I finished writing a while back and had been looking for an agent, but hadn’t been very active in pursuing it. After something of a break, I looked through The Writers’ and Authors’ Yearbook last Friday and something about this agent caught my eye, so I sent off a submission. Since then everything has happened at high speed. Anyway, I don’t want to say any more right now as we are at the contract stage and it’s not quite complete. Suffice it to say, I think I’ve found someone I can really work with, which feels brilliant!

More pictures now. Thomas, Gry and I were driving back from a case yesterday when we noticed the almost-perfect reflection of mountains in Skøvatnet, the lake we were driving beside. It was so still and so beautiful that Thomas actually turned the car round so we could all go back and take some pictures.

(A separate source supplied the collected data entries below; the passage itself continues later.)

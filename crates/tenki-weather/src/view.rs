//! Pure mapping from weather records to display-ready entries.
//!
//! Icon and color lookups are fixed tables with an explicit fallback;
//! nothing in this module can fail or panic.

use chrono::NaiveDateTime;

use crate::types::WeatherRecord;

/// Fallback glyph for weather names outside the master list.
const FALLBACK_ICON: &str = "❓";

/// Neutral card background for unknown weather names.
const FALLBACK_COLOR: &str = "#ffffff";

const WEATHER_ICONS: &[(&str, &str)] = &[("晴れ", "☀️"), ("くもり", "☁️"), ("雨", "🌧️")];

const WEATHER_COLORS: &[(&str, &str)] = &[
    ("晴れ", "#fff3e0"),
    ("くもり", "#eceff1"),
    ("雨", "#e3f2fd"),
];

/// Display-ready weather card contents. Built per render pass, never
/// stored.
#[derive(Debug, Clone, PartialEq, Eq)]
pub struct WeatherViewEntry {
    pub city_name: String,
    pub icon: &'static str,
    pub background_color: &'static str,
    pub weather_name: String,
    pub rainfall_probability: u8,
    pub formatted_time: String,
}

/// Icon glyph for a weather name.
pub fn icon_for(weather_name: &str) -> &'static str {
    WEATHER_ICONS
        .iter()
        .find(|(name, _)| *name == weather_name)
        .map(|(_, icon)| *icon)
        .unwrap_or(FALLBACK_ICON)
}

/// Card background color for a weather name.
pub fn color_for(weather_name: &str) -> &'static str {
    WEATHER_COLORS
        .iter()
        .find(|(name, _)| *name == weather_name)
        .map(|(_, color)| *color)
        .unwrap_or(FALLBACK_COLOR)
}

/// Format an ISO-8601 timestamp as `YYYY/MM/DD HH:MM`.
///
/// Absent or empty timestamps render as an empty string; unparseable
/// ones are returned unchanged.
pub fn format_timestamp(timestamp: Option<&str>) -> String {
    let Some(raw) = timestamp else {
        return String::new();
    };
    if raw.is_empty() {
        return String::new();
    }

    match parse_iso8601(raw) {
        Some(dt) => dt.format("%Y/%m/%d %H:%M").to_string(),
        None => raw.to_string(),
    }
}

fn parse_iso8601(raw: &str) -> Option<NaiveDateTime> {
    if let Ok(dt) = chrono::DateTime::parse_from_rfc3339(raw) {
        return Some(dt.naive_utc());
    }
    // The backend emits naive UTC timestamps without an offset.
    NaiveDateTime::parse_from_str(raw, "%Y-%m-%dT%H:%M:%S%.f").ok()
}

/// Build the display entry for one record.
pub fn to_view_entry(record: &WeatherRecord) -> WeatherViewEntry {
    WeatherViewEntry {
        city_name: record.city_name.clone(),
        icon: icon_for(&record.weather_name),
        background_color: color_for(&record.weather_name),
        weather_name: record.weather_name.clone(),
        rainfall_probability: record.rainfall_probability,
        formatted_time: format_timestamp(record.timestamp.as_deref()),
    }
}
//! Weather-news client core.
//!
//! Authenticated fetch/generate against the weather API, the fetch-state
//! machine driving the weather screen, and the pure record-to-view
//! presenter.

pub mod client;
pub mod controller;
pub mod error;
pub mod types;
pub mod view;

pub use client::WeatherClient;
pub use controller::{FetchState, WeatherController};
pub use error::WeatherApiError;
pub use types::{HealthStatus, WeatherRecord, WeatherStatistics, WeatherType};
pub use view::{to_view_entry, WeatherViewEntry};
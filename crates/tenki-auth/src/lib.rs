//! Auth session boundary for the tenki client.
//!
//! Identity issuance and token refresh are handled by the external
//! provider; this crate only reads the ambient session state and hands
//! out bearer tokens.

pub mod session;

pub use session::{AuthError, SessionFileProvider, StaticTokenProvider, TokenProvider, TokenSet};
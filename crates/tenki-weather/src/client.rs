//! Authenticated HTTP client for the weather API.
//!
//! Stateless between calls: the bearer token is passed per request and
//! never stored here, so callers can honor the fresh-token-per-request
//! contract.

use tracing::instrument;

use crate::error::WeatherApiError;
use crate::types::{
    FetchResponse, HealthStatus, StatisticsResponse, WeatherRecord, WeatherStatistics,
    WeatherType, WeatherTypesResponse,
};

pub struct WeatherClient {
    client: reqwest::Client,
    base_url: String,
}

impl WeatherClient {
    pub fn new(base_url: impl Into<String>) -> Self {
        let base_url = base_url.into();
        Self {
            client: reqwest::Client::new(),
            base_url: base_url.trim_end_matches('/').to_string(),
        }
    }

    pub fn from_config(api: &tenki_core::ApiConfig) -> Self {
        Self::new(api.base_url.clone())
    }

    fn auth_header(token: &str) -> String {
        format!("Bearer {}", token)
    }

    /// Fetch the latest weather record for every city.
    ///
    /// Succeeds only on 2xx. A response without a `data` field yields an
    /// empty result set.
    #[instrument(skip(self, token), level = "info")]
    pub async fn fetch_weather(&self, token: &str) -> Result<Vec<WeatherRecord>, WeatherApiError> {
        let url = format!("{}/weather", self.base_url);

        let response = self
            .client
            .get(&url)
            .header("Authorization", Self::auth_header(token))
            .header("Content-Type", "application/json")
            .send()
            .await?;

        let body: FetchResponse = Self::handle_response(response).await?;
        Ok(body.data)
    }

    /// Ask the backend to generate a fresh record set for all cities.
    ///
    /// The backend answers 201 with the generated records; any 2xx counts
    /// as success and the body is not consumed.
    #[instrument(skip(self, token), level = "info")]
    pub async fn generate_weather(&self, token: &str) -> Result<(), WeatherApiError> {
        let url = format!("{}/weather/generate", self.base_url);

        let response = self
            .client
            .post(&url)
            .header("Authorization", Self::auth_header(token))
            .header("Content-Type", "application/json")
            .send()
            .await?;

        let status = response.status();
        if status.is_success() {
            Ok(())
        } else {
            Err(WeatherApiError::Http {
                status: status.as_u16(),
            })
        }
    }

    /// Fetch the forecast record set.
    ///
    /// Same envelope as `fetch_weather`; the backend currently serves
    /// the latest records for this route as well.
    #[instrument(skip(self, token), level = "info")]
    pub async fn fetch_forecast(&self, token: &str) -> Result<Vec<WeatherRecord>, WeatherApiError> {
        let url = format!("{}/weather/forecast", self.base_url);

        let response = self
            .client
            .get(&url)
            .header("Authorization", Self::auth_header(token))
            .header("Content-Type", "application/json")
            .send()
            .await?;

        let body: FetchResponse = Self::handle_response(response).await?;
        Ok(body.data)
    }

    /// Aggregate statistics over the current data set.
    #[instrument(skip(self, token), level = "info")]
    pub async fn fetch_statistics(
        &self,
        token: &str,
    ) -> Result<WeatherStatistics, WeatherApiError> {
        let url = format!("{}/weather/statistics", self.base_url);

        let response = self
            .client
            .get(&url)
            .header("Authorization", Self::auth_header(token))
            .header("Content-Type", "application/json")
            .send()
            .await?;

        let body: StatisticsResponse = Self::handle_response(response).await?;
        Ok(body.data)
    }

    /// Master list of weather types. Public endpoint, no token required.
    #[instrument(skip(self), level = "info")]
    pub async fn fetch_weather_types(&self) -> Result<Vec<WeatherType>, WeatherApiError> {
        let url = format!("{}/weather/types", self.base_url);

        let response = self.client.get(&url).send().await?;

        let body: WeatherTypesResponse = Self::handle_response(response).await?;
        Ok(body.data)
    }

    /// Service health report. Public endpoint.
    #[instrument(skip(self), level = "info")]
    pub async fn health(&self) -> Result<HealthStatus, WeatherApiError> {
        let url = format!("{}/health", self.base_url);

        let response = self.client.get(&url).send().await?;

        Self::handle_response(response).await
    }

    /// Non-2xx statuses fail with the status; 2xx bodies must be valid
    /// JSON of the expected shape.
    async fn handle_response<T: serde::de::DeserializeOwned>(
        response: reqwest::Response,
    ) -> Result<T, WeatherApiError> {
        let status = response.status();

        if !status.is_success() {
            return Err(WeatherApiError::Http {
                status: status.as_u16(),
            });
        }

        let text = response.text().await?;
        serde_json::from_str(&text).map_err(|e| WeatherApiError::Parse(e.to_string()))
    }
}

#[cfg(test)]
mod tests {
    #![allow(clippy::unwrap_used, clippy::expect_used, clippy::panic)]
    use super::*;
    use wiremock::matchers::{header, method, path};
    use wiremock::{Mock, MockServer, ResponseTemplate};

    fn weather_body() -> serde_json::Value {
        serde_json::json!({
            "success": true,
            "data": [
                {
                    "CityId": 13,
                    "CityName": "東京",
                    "WeatherId": 1,
                    "WeatherName": "晴れ",
                    "RainfallProbability": 10,
                    "timestamp": "2024-01-15T09:30:00"
                },
                {
                    "CityId": 27,
                    "CityName": "大阪",
                    "WeatherId": 3,
                    "WeatherName": "雨",
                    "RainfallProbability": 70,
                    "timestamp": "2024-01-15T09:30:00"
                }
            ],
            "count": 2
        })
    }

    #[tokio::test]
    async fn test_fetch_weather() {
        let mock_server = MockServer::start().await;

        Mock::given(method("GET"))
            .and(path("/weather"))
            .and(header("Authorization", "Bearer test_token"))
            .and(header("Content-Type", "application/json"))
            .respond_with(ResponseTemplate::new(200).set_body_json(weather_body()))
            .mount(&mock_server)
            .await;

        let client = WeatherClient::new(mock_server.uri());
        let records = client.fetch_weather("test_token").await.unwrap();

        assert_eq!(records.len(), 2);
        assert_eq!(records[0].city_name, "東京");
        assert_eq!(records[1].rainfall_probability, 70);
    }

    #[tokio::test]
    async fn test_fetch_weather_empty_data() {
        let mock_server = MockServer::start().await;

        Mock::given(method("GET"))
            .and(path("/weather"))
            .respond_with(
                ResponseTemplate::new(200)
                    .set_body_json(serde_json::json!({"success": true, "data": []})),
            )
            .mount(&mock_server)
            .await;

        let client = WeatherClient::new(mock_server.uri());
        let records = client.fetch_weather("test_token").await.unwrap();

        assert!(records.is_empty());
    }

    #[tokio::test]
    async fn test_fetch_weather_missing_data_field() {
        let mock_server = MockServer::start().await;

        Mock::given(method("GET"))
            .and(path("/weather"))
            .respond_with(
                ResponseTemplate::new(200).set_body_json(serde_json::json!({"success": true})),
            )
            .mount(&mock_server)
            .await;

        let client = WeatherClient::new(mock_server.uri());
        let records = client.fetch_weather("test_token").await.unwrap();

        assert!(records.is_empty());
    }

    #[tokio::test]
    async fn test_fetch_weather_server_error() {
        let mock_server = MockServer::start().await;

        Mock::given(method("GET"))
            .and(path("/weather"))
            .respond_with(ResponseTemplate::new(500))
            .mount(&mock_server)
            .await;

        let client = WeatherClient::new(mock_server.uri());
        let result = client.fetch_weather("test_token").await;

        assert!(matches!(result, Err(WeatherApiError::Http { status: 500 })));
    }

    #[tokio::test]
    async fn test_fetch_weather_unauthorized() {
        let mock_server = MockServer::start().await;

        Mock::given(method("GET"))
            .and(path("/weather"))
            .respond_with(ResponseTemplate::new(401))
            .mount(&mock_server)
            .await;

        let client = WeatherClient::new(mock_server.uri());
        let result = client.fetch_weather("expired_token").await;

        assert!(matches!(result, Err(WeatherApiError::Http { status: 401 })));
    }

    #[tokio::test]
    async fn test_fetch_weather_malformed_body() {
        let mock_server = MockServer::start().await;

        Mock::given(method("GET"))
            .and(path("/weather"))
            .respond_with(ResponseTemplate::new(200).set_body_string("{not json"))
            .mount(&mock_server)
            .await;

        let client = WeatherClient::new(mock_server.uri());
        let result = client.fetch_weather("test_token").await;

        assert!(matches!(result, Err(WeatherApiError::Parse(_))));
    }

    #[tokio::test]
    async fn test_generate_weather() {
        let mock_server = MockServer::start().await;

        Mock::given(method("POST"))
            .and(path("/weather/generate"))
            .and(header("Authorization", "Bearer test_token"))
            .respond_with(ResponseTemplate::new(201).set_body_json(serde_json::json!({
                "success": true,
                "message": "天気データを生成しました",
                "count": 5
            })))
            .mount(&mock_server)
            .await;

        let client = WeatherClient::new(mock_server.uri());
        assert!(client.generate_weather("test_token").await.is_ok());
    }

    #[tokio::test]
    async fn test_generate_weather_failure() {
        let mock_server = MockServer::start().await;

        Mock::given(method("POST"))
            .and(path("/weather/generate"))
            .respond_with(ResponseTemplate::new(500))
            .mount(&mock_server)
            .await;

        let client = WeatherClient::new(mock_server.uri());
        let result = client.generate_weather("test_token").await;

        assert!(matches!(result, Err(WeatherApiError::Http { status: 500 })));
    }

    #[tokio::test]
    async fn test_fetch_forecast() {
        let mock_server = MockServer::start().await;

        Mock::given(method("GET"))
            .and(path("/weather/forecast"))
            .and(header("Authorization", "Bearer test_token"))
            .respond_with(ResponseTemplate::new(200).set_body_json(weather_body()))
            .mount(&mock_server)
            .await;

        let client = WeatherClient::new(mock_server.uri());
        let records = client.fetch_forecast("test_token").await.unwrap();

        assert_eq!(records.len(), 2);
        assert_eq!(records[0].city_name, "東京");
    }

    #[tokio::test]
    async fn test_fetch_forecast_server_error() {
        let mock_server = MockServer::start().await;

        Mock::given(method("GET"))
            .and(path("/weather/forecast"))
            .respond_with(ResponseTemplate::new(500))
            .mount(&mock_server)
            .await;

        let client = WeatherClient::new(mock_server.uri());
        let result = client.fetch_forecast("test_token").await;

        assert!(matches!(result, Err(WeatherApiError::Http { status: 500 })));
    }

    #[tokio::test]
    async fn test_fetch_statistics() {
        let mock_server = MockServer::start().await;

        Mock::given(method("GET"))
            .and(path("/weather/statistics"))
            .and(header("Authorization", "Bearer test_token"))
            .respond_with(ResponseTemplate::new(200).set_body_json(serde_json::json!({
                "success": true,
                "data": {
                    "total_cities": 5,
                    "data_available": 5,
                    "weather_distribution": {"晴れ": 2, "くもり": 1, "雨": 2},
                    "average_rainfall": 42.8
                }
            })))
            .mount(&mock_server)
            .await;

        let client = WeatherClient::new(mock_server.uri());
        let stats = client.fetch_statistics("test_token").await.unwrap();

        assert_eq!(stats.total_cities, 5);
        assert_eq!(stats.weather_distribution.get("晴れ"), Some(&2));
        assert!((stats.average_rainfall - 42.8).abs() < f64::EPSILON);
    }

    #[tokio::test]
    async fn test_fetch_weather_types() {
        let mock_server = MockServer::start().await;

        Mock::given(method("GET"))
            .and(path("/weather/types"))
            .respond_with(ResponseTemplate::new(200).set_body_json(serde_json::json!({
                "success": true,
                "data": [
                    {"id": 1, "name": "晴れ"},
                    {"id": 2, "name": "くもり"},
                    {"id": 3, "name": "雨"}
                ]
            })))
            .mount(&mock_server)
            .await;

        let client = WeatherClient::new(mock_server.uri());
        let types = client.fetch_weather_types().await.unwrap();

        assert_eq!(types.len(), 3);
        assert_eq!(types[2].name, "雨");
    }

    #[tokio::test]
    async fn test_health() {
        let mock_server = MockServer::start().await;

        Mock::given(method("GET"))
            .and(path("/health"))
            .respond_with(ResponseTemplate::new(200).set_body_json(serde_json::json!({
                "status": "healthy",
                "service": "weather-api",
                "database": "connected"
            })))
            .mount(&mock_server)
            .await;

        let client = WeatherClient::new(mock_server.uri());
        let health = client.health().await.unwrap();

        assert_eq!(health.status, "healthy");
        assert_eq!(health.database, "connected");
    }

    #[test]
    fn test_from_config_trims_trailing_slash() {
        let api = tenki_core::ApiConfig {
            base_url: "https://api.example.com/prod/".to_string(),
        };
        let client = WeatherClient::from_config(&api);
        assert_eq!(client.base_url, "https://api.example.com/prod");
    }

    #[tokio::test]
    async fn test_base_url_trailing_slash() {
        let mock_server = MockServer::start().await;

        Mock::given(method("GET"))
            .and(path("/health"))
            .respond_with(ResponseTemplate::new(200).set_body_json(serde_json::json!({
                "status": "healthy",
                "service": "weather-api",
                "database": "connected"
            })))
            .mount(&mock_server)
            .await;

        let client = WeatherClient::new(format!("{}/", mock_server.uri()));
        assert!(client.health().await.is_ok());
    }
}
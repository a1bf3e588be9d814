use anyhow::{Context, Result};
use serde::{Deserialize, Serialize};
use std::path::PathBuf;
use url::Url;

/// Configuration validation errors
#[derive(Debug, Clone)]
pub struct ConfigValidationError {
    pub field: String,
    pub message: String,
}

impl std::fmt::Display for ConfigValidationError {
    fn fmt(&self, f: &mut std::fmt::Formatter<'_>) -> std::fmt::Result {
        write!(f, "{}: {}", self.field, self.message)
    }
}

/// Result of config validation
#[derive(Debug, Clone, Default)]
pub struct ValidationResult {
    pub errors: Vec<ConfigValidationError>,
    pub warnings: Vec<ConfigValidationError>,
}

impl ValidationResult {
    /// Returns true if there are no errors (warnings are OK)
    pub fn is_valid(&self) -> bool {
        self.errors.is_empty()
    }

    /// Add an error
    pub fn add_error(&mut self, field: impl Into<String>, message: impl Into<String>) {
        self.errors.push(ConfigValidationError {
            field: field.into(),
            message: message.into(),
        });
    }

    /// Add a warning
    pub fn add_warning(&mut self, field: impl Into<String>, message: impl Into<String>) {
        self.warnings.push(ConfigValidationError {
            field: field.into(),
            message: message.into(),
        });
    }

    /// Get a user-friendly message summarizing all errors
    pub fn error_summary(&self) -> String {
        if self.errors.is_empty() {
            return String::new();
        }
        self.errors
            .iter()
            .map(|e| e.to_string())
            .collect::<Vec<_>>()
            .join("; ")
    }
}

#[derive(Debug, Clone, Serialize, Deserialize)]
pub struct Config {
    /// Weather API settings
    #[serde(default)]
    pub api: ApiConfig,

    /// Identity-provider settings (sign-in itself is handled externally)
    #[serde(default)]
    pub auth: AuthConfig,
}

#[derive(Debug, Clone, Serialize, Deserialize)]
pub struct ApiConfig {
    /// Base URL of the weather API
    pub base_url: String,
}

impl Default for ApiConfig {
    fn default() -> Self {
        Self {
            base_url: "http://localhost:3000".to_string(),
        }
    }
}

/// Identity-provider pool identifiers.
///
/// These are consumed by the external sign-in flow, not by this client
/// core; they are kept here so the whole process reads one config file.
#[derive(Debug, Clone, Serialize, Deserialize, Default)]
pub struct AuthConfig {
    /// User pool identifier
    #[serde(default)]
    pub user_pool_id: String,

    /// App client identifier within the pool
    #[serde(default)]
    pub client_id: String,

    /// Identity-provider region
    #[serde(default)]
    pub region: String,
}

impl AuthConfig {
    /// Check if pool identifiers are configured (not placeholders)
    pub fn is_configured(&self) -> bool {
        !self.user_pool_id.is_empty() && !self.client_id.is_empty()
    }
}

impl Default for Config {
    fn default() -> Self {
        Self {
            api: ApiConfig::default(),
            auth: AuthConfig::default(),
        }
    }
}

impl Config {
    /// Load configuration from file, creating default if it doesn't exist
    pub fn load() -> Result<Self> {
        let config_path = Self::config_path()?;

        if !config_path.exists() {
            let config = Self::default();
            config.save()?;
            return Ok(config);
        }

        let contents =
            std::fs::read_to_string(&config_path).context("Failed to read config file")?;

        let config: Config = toml::from_str(&contents).context("Failed to parse config file")?;

        Ok(config)
    }

    /// Load configuration and validate it
    ///
    /// Returns the config along with any validation warnings.
    /// Returns an error if validation fails with critical errors.
    pub fn load_validated() -> Result<(Self, ValidationResult)> {
        let config = Self::load()?;
        let validation = config.validate();

        if !validation.is_valid() {
            anyhow::bail!(
                "Configuration validation failed: {}",
                validation.error_summary()
            );
        }

        if !validation.warnings.is_empty() {
            for warning in &validation.warnings {
                tracing::warn!("Config warning: {}", warning);
            }
        }

        Ok((config, validation))
    }

    /// Validate the configuration
    ///
    /// Returns a ValidationResult containing any errors or warnings.
    pub fn validate(&self) -> ValidationResult {
        let mut result = ValidationResult::default();

        self.validate_url(&self.api.base_url, "api.base_url", &mut result);

        // Sign-in is delegated, so missing pool identifiers only warn
        if !self.auth.is_configured() {
            result.add_warning(
                "auth",
                "Identity-provider pool not configured - sign-in will be unavailable",
            );
        }

        result
    }

    /// Validate a URL field
    fn validate_url(&self, url_str: &str, field_name: &str, result: &mut ValidationResult) {
        match Url::parse(url_str) {
            Ok(url) => {
                // Check scheme
                if url.scheme() != "http" && url.scheme() != "https" {
                    result.add_error(
                        field_name,
                        format!("URL must use http or https scheme, got: {}", url.scheme()),
                    );
                }

                // Check host
                if url.host().is_none() {
                    result.add_error(field_name, "URL must have a host");
                }

                // Validate port if explicitly specified
                if let Some(port) = url.port() {
                    if port == 0 {
                        result.add_error(field_name, "Port cannot be 0");
                    }
                }
            }
            Err(e) => {
                result.add_error(field_name, format!("Invalid URL: {}", e));
            }
        }
    }

    /// Save configuration to file
    pub fn save(&self) -> Result<()> {
        let config_path = Self::config_path()?;

        // Ensure config directory exists
        if let Some(parent) = config_path.parent() {
            std::fs::create_dir_all(parent).context("Failed to create config directory")?;
        }

        let contents = toml::to_string_pretty(self).context("Failed to serialize config")?;

        std::fs::write(&config_path, contents).context("Failed to write config file")?;

        Ok(())
    }

    /// Get the path to the configuration file
    fn config_path() -> Result<PathBuf> {
        let config_dir = dirs::config_dir()
            .context("Failed to get config directory")?
            .join("tenki");

        Ok(config_dir.join("config.toml"))
    }
}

There was something of an unexpected coda to last week’s post about the dead eagle. Line, who oversees our animal health and welfare team, commented on my Facebook post last week to say “Good job”. I was slightly surprised then, when she called me midweek to talk about it. She sounded a little tentative as she opened up the OK Program instructions for the year and asked me which protocol it was I’d followed. She opened up the familiar sheet with the instructions and polite dissection photos and I told her that yes, that was what I had done.

It turns out that though I had very carefully read and translated the instructions, I hadn’t given the same attention to the explanation at the top, which said that this form was for the use of hunters who found birds when they were out hunting. My eagle had been found by someone out hunting, but apparently the form I should have filled in, as a Mattilsynet vet, was actually to be found on MatCIM, the emergency monitoring channel that we use to track outbreaks and emergencies. Had I found the instructions on MatCIM, I would have discovered that there was no need to take the wing at all, and the swabs alone were enough. Still, she said, probably the Veterinær Institutt down in Ås were pleasantly surprised to have received my carefully packed eagle wing…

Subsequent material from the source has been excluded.